<<<<

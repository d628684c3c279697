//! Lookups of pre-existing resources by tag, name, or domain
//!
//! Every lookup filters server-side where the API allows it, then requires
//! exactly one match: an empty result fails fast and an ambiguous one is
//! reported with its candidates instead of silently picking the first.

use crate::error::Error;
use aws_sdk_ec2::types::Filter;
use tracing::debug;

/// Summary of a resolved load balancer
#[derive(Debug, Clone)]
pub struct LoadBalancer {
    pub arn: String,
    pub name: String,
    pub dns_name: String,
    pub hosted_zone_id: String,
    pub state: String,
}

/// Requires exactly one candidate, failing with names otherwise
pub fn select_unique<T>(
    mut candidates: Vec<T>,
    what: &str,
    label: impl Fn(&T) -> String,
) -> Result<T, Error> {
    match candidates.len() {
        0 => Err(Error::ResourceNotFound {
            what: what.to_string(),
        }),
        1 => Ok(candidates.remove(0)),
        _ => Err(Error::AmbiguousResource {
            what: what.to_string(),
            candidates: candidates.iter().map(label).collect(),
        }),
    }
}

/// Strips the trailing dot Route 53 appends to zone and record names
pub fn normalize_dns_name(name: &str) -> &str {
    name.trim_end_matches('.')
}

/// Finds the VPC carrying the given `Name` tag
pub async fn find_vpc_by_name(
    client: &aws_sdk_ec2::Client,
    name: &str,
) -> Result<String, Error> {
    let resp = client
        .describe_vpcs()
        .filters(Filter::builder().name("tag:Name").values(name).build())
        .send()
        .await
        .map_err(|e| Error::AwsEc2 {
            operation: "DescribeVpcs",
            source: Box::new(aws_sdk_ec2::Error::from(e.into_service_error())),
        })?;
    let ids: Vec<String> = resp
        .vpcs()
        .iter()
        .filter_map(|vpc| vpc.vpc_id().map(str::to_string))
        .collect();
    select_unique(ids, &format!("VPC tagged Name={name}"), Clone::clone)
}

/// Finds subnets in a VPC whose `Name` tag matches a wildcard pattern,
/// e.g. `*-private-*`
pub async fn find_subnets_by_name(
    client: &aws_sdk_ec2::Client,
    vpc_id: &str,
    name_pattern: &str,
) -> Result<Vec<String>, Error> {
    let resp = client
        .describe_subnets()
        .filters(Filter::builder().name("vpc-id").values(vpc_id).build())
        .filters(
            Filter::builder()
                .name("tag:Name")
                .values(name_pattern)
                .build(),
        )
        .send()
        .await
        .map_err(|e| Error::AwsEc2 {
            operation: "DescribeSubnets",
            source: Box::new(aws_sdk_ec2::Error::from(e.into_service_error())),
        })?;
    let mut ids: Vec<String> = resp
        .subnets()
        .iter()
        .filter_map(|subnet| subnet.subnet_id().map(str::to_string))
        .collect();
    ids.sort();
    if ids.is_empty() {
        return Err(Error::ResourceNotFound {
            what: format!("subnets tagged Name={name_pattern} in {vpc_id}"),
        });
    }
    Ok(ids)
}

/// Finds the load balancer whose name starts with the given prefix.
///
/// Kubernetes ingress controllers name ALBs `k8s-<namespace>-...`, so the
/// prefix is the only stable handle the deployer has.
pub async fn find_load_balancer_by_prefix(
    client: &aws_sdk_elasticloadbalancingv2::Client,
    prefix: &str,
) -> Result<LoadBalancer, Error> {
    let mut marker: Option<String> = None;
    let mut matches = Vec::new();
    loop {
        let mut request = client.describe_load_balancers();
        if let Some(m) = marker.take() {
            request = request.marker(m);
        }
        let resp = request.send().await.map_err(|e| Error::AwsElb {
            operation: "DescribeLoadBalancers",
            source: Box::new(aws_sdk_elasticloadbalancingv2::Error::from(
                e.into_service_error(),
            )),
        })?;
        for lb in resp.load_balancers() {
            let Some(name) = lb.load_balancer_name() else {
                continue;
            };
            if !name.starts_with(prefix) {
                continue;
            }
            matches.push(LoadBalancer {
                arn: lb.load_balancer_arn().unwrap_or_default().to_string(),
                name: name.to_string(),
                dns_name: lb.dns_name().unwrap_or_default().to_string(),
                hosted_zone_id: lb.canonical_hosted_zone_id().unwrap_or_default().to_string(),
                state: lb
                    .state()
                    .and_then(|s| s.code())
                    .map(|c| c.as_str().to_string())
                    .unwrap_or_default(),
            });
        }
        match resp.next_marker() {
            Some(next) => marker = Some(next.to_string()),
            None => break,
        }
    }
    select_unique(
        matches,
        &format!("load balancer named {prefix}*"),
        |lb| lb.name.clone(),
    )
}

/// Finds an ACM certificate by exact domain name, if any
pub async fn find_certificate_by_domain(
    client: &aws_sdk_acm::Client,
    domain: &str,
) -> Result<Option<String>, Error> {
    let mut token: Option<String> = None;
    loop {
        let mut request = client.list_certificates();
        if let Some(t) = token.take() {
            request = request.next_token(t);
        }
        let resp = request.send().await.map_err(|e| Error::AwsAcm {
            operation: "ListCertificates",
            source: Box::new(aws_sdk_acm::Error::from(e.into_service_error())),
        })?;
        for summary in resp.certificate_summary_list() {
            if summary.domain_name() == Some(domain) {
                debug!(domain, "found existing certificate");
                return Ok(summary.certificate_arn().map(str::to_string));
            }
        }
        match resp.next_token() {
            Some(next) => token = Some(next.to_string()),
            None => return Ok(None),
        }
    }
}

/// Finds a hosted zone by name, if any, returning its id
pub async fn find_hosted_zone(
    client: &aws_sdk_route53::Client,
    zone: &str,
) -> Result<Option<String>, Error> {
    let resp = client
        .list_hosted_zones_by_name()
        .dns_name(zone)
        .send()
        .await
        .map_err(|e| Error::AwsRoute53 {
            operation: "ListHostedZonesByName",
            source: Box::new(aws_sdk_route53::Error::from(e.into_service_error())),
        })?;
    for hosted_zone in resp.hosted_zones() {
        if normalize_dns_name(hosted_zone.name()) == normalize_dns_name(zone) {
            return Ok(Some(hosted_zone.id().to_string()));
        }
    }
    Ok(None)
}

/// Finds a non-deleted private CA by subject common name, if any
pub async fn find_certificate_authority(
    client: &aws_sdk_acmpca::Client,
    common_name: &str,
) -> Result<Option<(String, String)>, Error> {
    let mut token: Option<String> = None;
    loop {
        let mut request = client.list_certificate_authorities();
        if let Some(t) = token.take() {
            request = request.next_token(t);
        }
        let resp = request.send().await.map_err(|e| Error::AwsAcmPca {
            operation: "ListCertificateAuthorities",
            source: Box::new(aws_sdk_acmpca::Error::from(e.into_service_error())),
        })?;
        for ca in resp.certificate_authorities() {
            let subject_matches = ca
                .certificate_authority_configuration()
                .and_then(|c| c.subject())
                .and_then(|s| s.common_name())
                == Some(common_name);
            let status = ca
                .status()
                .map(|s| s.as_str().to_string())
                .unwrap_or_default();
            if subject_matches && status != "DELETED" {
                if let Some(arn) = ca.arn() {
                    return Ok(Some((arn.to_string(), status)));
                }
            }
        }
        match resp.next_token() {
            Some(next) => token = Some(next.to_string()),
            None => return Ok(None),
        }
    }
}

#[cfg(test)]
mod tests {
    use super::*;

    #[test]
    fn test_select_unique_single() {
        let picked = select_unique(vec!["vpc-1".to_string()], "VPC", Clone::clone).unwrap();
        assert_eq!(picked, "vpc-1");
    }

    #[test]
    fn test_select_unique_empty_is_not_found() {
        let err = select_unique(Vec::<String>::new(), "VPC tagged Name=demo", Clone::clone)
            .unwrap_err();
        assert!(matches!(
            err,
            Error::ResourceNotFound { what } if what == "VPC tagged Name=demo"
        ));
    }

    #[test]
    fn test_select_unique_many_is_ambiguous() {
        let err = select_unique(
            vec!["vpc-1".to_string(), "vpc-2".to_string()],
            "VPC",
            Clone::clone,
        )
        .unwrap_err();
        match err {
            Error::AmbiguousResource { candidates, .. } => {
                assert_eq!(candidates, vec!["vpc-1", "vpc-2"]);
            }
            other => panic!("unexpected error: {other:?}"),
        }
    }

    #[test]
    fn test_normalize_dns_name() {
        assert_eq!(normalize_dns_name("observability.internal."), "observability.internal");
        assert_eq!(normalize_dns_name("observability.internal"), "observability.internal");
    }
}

>>>>

Problem details
Scan the listing above and report how many of its lines hold the word "internal", giving the number only.

Result
2